Data in this exercise START

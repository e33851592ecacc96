//! Leveled logging capability for the client library.
//!
//! The library never logs through a global facade directly. Components
//! receive a [`Logger`] and the embedding application picks the adapter:
//! [`NoOpLogger`] (the default, silent), [`WriterLogger`] for any
//! `io::Write` sink, or [`TracingLogger`] to feed an existing `tracing`
//! subscriber.

use std::fmt;
use std::io::Write;
use std::sync::Mutex;

use chrono::{SecondsFormat, Utc};

/// Severity of a log message, ordered from most to least verbose.
#[derive(Debug, Clone, Copy, PartialEq, Eq, PartialOrd, Ord, Hash, Default)]
pub enum Level {
    /// Diagnostic detail.
    Debug,
    /// Normal operation.
    #[default]
    Info,
    /// Something unexpected that did not stop the operation.
    Warn,
    /// A failed operation.
    Error,
}

impl fmt::Display for Level {
    fn fmt(&self, f: &mut fmt::Formatter<'_>) -> fmt::Result {
        f.write_str(match self {
            Self::Debug => "DEBUG",
            Self::Info => "INFO",
            Self::Warn => "WARN",
            Self::Error => "ERROR",
        })
    }
}

/// The logging capability handed to library components.
pub trait Logger: Send + Sync {
    /// Log a debug message.
    fn debug(&self, message: &str);
    /// Log an informational message.
    fn info(&self, message: &str);
    /// Log a warning.
    fn warn(&self, message: &str);
    /// Log an error.
    fn error(&self, message: &str);
}

/// Discards every message.
#[derive(Debug, Clone, Copy, Default)]
pub struct NoOpLogger;

impl Logger for NoOpLogger {
    fn debug(&self, _message: &str) {}
    fn info(&self, _message: &str) {}
    fn warn(&self, _message: &str) {}
    fn error(&self, _message: &str) {}
}

/// Writes `"{timestamp} [{LEVEL}] {message}"` lines to a writer.
///
/// Messages below the configured minimum level are dropped. Writes are
/// serialised through a mutex so lines never interleave.
pub struct WriterLogger<W> {
    writer: Mutex<W>,
    level: Level,
}

impl<W: Write + Send> WriterLogger<W> {
    /// Create a logger writing to `writer` at the given minimum level.
    pub fn new(writer: W, level: Level) -> Self {
        Self {
            writer: Mutex::new(writer),
            level,
        }
    }

    /// The minimum level that is written.
    pub fn level(&self) -> Level {
        self.level
    }

    fn log(&self, level: Level, message: &str) {
        if level < self.level {
            return;
        }
        let timestamp = Utc::now().to_rfc3339_opts(SecondsFormat::Secs, true);
        // A poisoned lock only means another writer panicked mid-line.
        let mut writer = match self.writer.lock() {
            Ok(guard) => guard,
            Err(poisoned) => poisoned.into_inner(),
        };
        let _ = writeln!(writer, "{timestamp} [{level}] {message}");
    }
}

impl<W> fmt::Debug for WriterLogger<W> {
    fn fmt(&self, f: &mut fmt::Formatter<'_>) -> fmt::Result {
        f.debug_struct("WriterLogger")
            .field("level", &self.level)
            .finish_non_exhaustive()
    }
}

impl<W: Write + Send> Logger for WriterLogger<W> {
    fn debug(&self, message: &str) {
        self.log(Level::Debug, message);
    }

    fn info(&self, message: &str) {
        self.log(Level::Info, message);
    }

    fn warn(&self, message: &str) {
        self.log(Level::Warn, message);
    }

    fn error(&self, message: &str) {
        self.log(Level::Error, message);
    }
}

/// Forwards messages to the current `tracing` subscriber.
#[derive(Debug, Clone, Copy, Default)]
pub struct TracingLogger;

impl Logger for TracingLogger {
    fn debug(&self, message: &str) {
        tracing::debug!(target: "bearer_inspect", "{message}");
    }

    fn info(&self, message: &str) {
        tracing::info!(target: "bearer_inspect", "{message}");
    }

    fn warn(&self, message: &str) {
        tracing::warn!(target: "bearer_inspect", "{message}");
    }

    fn error(&self, message: &str) {
        tracing::error!(target: "bearer_inspect", "{message}");
    }
}
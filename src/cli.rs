//! CLI argument definitions for bearer-inspect.
//!
//! Uses `clap` derive macros to define the command-line interface.
//! Each subcommand has its own argument struct for type-safe parsing.
//!
//! # Security
//!
//! `DecodeArgs` and `ValidateArgs` implement custom `Debug` to redact the
//! token and prevent accidental leakage through debug formatting, error
//! chains, or logging.

use std::fmt;

use clap::{Parser, Subcommand};
use zeroize::Zeroizing;

/// Offline inspector for API bearer tokens: decode claims and check
/// expiry without verifying signatures.
#[derive(Debug, Parser)]
#[command(name = "bearer-inspect")]
#[command(version, about, long_about = None)]
pub struct Cli {
    /// The subcommand to execute.
    #[command(subcommand)]
    pub command: Commands,
}

/// Available subcommands.
#[derive(Debug, Subcommand)]
pub enum Commands {
    /// Decode a structured token and show its claims and time status.
    Decode(DecodeArgs),

    /// Check whether a token is usable right now (or at a given time).
    Validate(ValidateArgs),
}

/// Arguments for the `decode` subcommand.
#[derive(clap::Args)]
pub struct DecodeArgs {
    /// The token to decode. If omitted, reads from stdin.
    #[arg(value_parser = parse_zeroizing_string)]
    pub token: Option<Zeroizing<String>>,

    /// Read the token from the specified environment variable.
    #[arg(long, value_name = "VAR_NAME")]
    pub token_env: Option<String>,

    /// Output JSON (machine-readable).
    #[arg(long)]
    pub json: bool,
}

/// Custom `Debug` that redacts the token field to prevent accidental leakage.
impl fmt::Debug for DecodeArgs {
    fn fmt(&self, f: &mut fmt::Formatter<'_>) -> fmt::Result {
        f.debug_struct("DecodeArgs")
            .field("token", &self.token.as_ref().map(|_| "[REDACTED]"))
            .field("token_env", &self.token_env)
            .field("json", &self.json)
            .finish()
    }
}

/// Arguments for the `validate` subcommand.
#[derive(clap::Args)]
pub struct ValidateArgs {
    /// The token to validate, opaque or structured. If omitted, reads from stdin.
    #[arg(value_parser = parse_zeroizing_string)]
    pub token: Option<Zeroizing<String>>,

    /// Read the token from the specified environment variable.
    #[arg(long, value_name = "VAR_NAME")]
    pub token_env: Option<String>,

    /// Evaluate expiry and not-before against a different time.
    ///
    /// Accepts relative expressions like "+7d", "-1h", "+30m" or
    /// absolute timestamps in RFC 3339 or Unix epoch format.
    #[arg(long, value_name = "EXPR", allow_hyphen_values = true)]
    pub at: Option<String>,

    /// Output JSON (machine-readable).
    #[arg(long)]
    pub json: bool,
}

/// Custom `Debug` that redacts the token field to prevent accidental leakage.
impl fmt::Debug for ValidateArgs {
    fn fmt(&self, f: &mut fmt::Formatter<'_>) -> fmt::Result {
        f.debug_struct("ValidateArgs")
            .field("token", &self.token.as_ref().map(|_| "[REDACTED]"))
            .field("token_env", &self.token_env)
            .field("at", &self.at)
            .field("json", &self.json)
            .finish()
    }
}

/// Parse a string into a `Zeroizing<String>` for token arguments.
fn parse_zeroizing_string(s: &str) -> Result<Zeroizing<String>, std::convert::Infallible> {
    Ok(Zeroizing::new(s.to_string()))
}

Data in this exercise END

Problem details: Locate all lines in the listing above with the word "DecodeArgs". Copy them.

Task result:
//! `DecodeArgs` and `ValidateArgs` implement custom `Debug` to redact the
    Decode(DecodeArgs),
pub struct DecodeArgs {
impl fmt::Debug for DecodeArgs {
        f.debug_struct("DecodeArgs")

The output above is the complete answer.